EXERCISE AIM: Take each line of the data that contains the string "tags" and copy it.

RECORDS FOR THE EXERCISE:
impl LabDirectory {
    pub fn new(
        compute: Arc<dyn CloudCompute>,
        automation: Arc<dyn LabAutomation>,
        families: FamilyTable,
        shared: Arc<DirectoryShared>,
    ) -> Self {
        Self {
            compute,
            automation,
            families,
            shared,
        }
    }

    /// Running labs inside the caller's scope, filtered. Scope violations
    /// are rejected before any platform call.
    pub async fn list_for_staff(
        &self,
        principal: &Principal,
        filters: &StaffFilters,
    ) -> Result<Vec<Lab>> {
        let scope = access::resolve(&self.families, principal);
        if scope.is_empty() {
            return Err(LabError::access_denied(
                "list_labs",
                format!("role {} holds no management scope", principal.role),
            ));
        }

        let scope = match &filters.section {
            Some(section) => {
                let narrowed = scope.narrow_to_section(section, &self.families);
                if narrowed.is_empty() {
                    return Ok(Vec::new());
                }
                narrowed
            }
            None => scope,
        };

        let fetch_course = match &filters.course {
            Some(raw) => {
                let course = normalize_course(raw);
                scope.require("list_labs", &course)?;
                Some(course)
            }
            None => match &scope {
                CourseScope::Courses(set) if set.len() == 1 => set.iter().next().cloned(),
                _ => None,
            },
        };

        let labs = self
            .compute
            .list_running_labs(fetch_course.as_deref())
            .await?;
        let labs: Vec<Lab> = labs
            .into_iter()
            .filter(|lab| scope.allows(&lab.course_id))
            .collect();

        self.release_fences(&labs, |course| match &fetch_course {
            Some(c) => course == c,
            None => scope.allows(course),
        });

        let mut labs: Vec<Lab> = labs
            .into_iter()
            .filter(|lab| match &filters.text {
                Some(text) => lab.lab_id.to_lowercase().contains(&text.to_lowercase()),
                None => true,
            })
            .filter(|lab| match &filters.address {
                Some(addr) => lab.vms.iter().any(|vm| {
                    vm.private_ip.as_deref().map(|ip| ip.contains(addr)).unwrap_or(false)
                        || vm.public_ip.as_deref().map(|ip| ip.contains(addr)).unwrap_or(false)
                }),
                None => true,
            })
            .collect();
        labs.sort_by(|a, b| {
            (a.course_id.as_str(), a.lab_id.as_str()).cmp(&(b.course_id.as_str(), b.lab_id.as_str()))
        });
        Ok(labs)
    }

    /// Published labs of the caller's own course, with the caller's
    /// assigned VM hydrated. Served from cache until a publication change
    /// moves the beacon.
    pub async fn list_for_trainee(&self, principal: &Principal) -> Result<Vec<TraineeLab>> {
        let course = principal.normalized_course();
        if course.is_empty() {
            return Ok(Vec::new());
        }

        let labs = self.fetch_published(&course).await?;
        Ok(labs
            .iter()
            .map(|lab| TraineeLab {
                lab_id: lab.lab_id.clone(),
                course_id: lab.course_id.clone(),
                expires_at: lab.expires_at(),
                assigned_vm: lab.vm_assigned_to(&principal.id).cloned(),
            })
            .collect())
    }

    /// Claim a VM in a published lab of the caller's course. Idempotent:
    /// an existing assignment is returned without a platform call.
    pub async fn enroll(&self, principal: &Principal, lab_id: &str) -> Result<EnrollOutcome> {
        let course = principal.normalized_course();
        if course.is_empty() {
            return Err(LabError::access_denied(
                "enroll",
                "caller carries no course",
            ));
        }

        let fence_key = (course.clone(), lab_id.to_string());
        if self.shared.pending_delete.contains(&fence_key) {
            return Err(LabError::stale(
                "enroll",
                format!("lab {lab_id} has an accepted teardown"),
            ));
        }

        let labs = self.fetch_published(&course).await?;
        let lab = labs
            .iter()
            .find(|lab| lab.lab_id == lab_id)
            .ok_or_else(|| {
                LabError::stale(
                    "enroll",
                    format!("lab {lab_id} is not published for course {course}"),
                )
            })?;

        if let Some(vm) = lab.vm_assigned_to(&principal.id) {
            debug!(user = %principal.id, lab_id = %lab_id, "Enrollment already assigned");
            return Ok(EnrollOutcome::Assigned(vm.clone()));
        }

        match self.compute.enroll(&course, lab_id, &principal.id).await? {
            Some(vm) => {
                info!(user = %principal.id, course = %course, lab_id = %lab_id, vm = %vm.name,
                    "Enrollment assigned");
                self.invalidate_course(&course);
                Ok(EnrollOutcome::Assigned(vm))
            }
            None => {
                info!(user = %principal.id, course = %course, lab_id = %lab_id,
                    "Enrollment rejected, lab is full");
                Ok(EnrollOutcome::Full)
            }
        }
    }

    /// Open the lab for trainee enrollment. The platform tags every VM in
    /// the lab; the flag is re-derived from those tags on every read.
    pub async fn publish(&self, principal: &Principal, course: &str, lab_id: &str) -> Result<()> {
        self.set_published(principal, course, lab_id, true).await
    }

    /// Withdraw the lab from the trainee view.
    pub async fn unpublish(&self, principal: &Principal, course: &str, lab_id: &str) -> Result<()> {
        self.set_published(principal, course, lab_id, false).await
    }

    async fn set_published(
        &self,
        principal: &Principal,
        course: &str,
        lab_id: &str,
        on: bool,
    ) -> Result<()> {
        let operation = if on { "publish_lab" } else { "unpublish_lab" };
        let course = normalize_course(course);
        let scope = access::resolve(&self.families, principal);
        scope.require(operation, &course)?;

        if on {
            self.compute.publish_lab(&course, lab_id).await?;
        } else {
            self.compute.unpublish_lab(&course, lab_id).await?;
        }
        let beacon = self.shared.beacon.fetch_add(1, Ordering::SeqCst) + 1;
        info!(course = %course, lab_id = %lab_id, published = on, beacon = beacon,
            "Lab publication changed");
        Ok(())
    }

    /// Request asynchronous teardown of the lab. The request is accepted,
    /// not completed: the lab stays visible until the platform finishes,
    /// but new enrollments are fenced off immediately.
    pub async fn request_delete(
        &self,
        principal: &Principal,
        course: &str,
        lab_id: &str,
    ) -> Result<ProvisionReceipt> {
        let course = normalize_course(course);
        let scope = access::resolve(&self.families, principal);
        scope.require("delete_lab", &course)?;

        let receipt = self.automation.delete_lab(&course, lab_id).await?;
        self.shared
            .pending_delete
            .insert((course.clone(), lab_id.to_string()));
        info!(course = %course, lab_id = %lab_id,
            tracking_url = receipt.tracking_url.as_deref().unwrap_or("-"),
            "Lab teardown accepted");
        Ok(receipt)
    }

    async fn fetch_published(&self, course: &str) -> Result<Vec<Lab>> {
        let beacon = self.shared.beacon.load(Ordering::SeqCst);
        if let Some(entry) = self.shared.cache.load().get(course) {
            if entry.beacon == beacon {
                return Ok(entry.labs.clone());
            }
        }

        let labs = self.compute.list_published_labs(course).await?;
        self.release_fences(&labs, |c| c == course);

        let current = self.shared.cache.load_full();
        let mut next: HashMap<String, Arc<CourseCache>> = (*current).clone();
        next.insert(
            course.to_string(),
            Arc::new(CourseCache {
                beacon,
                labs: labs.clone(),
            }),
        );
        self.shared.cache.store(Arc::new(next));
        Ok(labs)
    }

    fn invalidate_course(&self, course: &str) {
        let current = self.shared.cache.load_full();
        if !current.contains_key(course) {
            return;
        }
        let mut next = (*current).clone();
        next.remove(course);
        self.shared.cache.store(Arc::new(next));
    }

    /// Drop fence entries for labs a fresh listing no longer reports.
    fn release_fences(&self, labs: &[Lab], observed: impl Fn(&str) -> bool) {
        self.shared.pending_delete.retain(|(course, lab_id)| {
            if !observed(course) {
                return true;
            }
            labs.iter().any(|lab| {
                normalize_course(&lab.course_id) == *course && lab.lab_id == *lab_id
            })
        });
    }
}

RESULT OF THE EXERCISE:
    /// Open the lab for trainee enrollment. The platform tags every VM in
    /// the lab; the flag is re-derived from those tags on every read.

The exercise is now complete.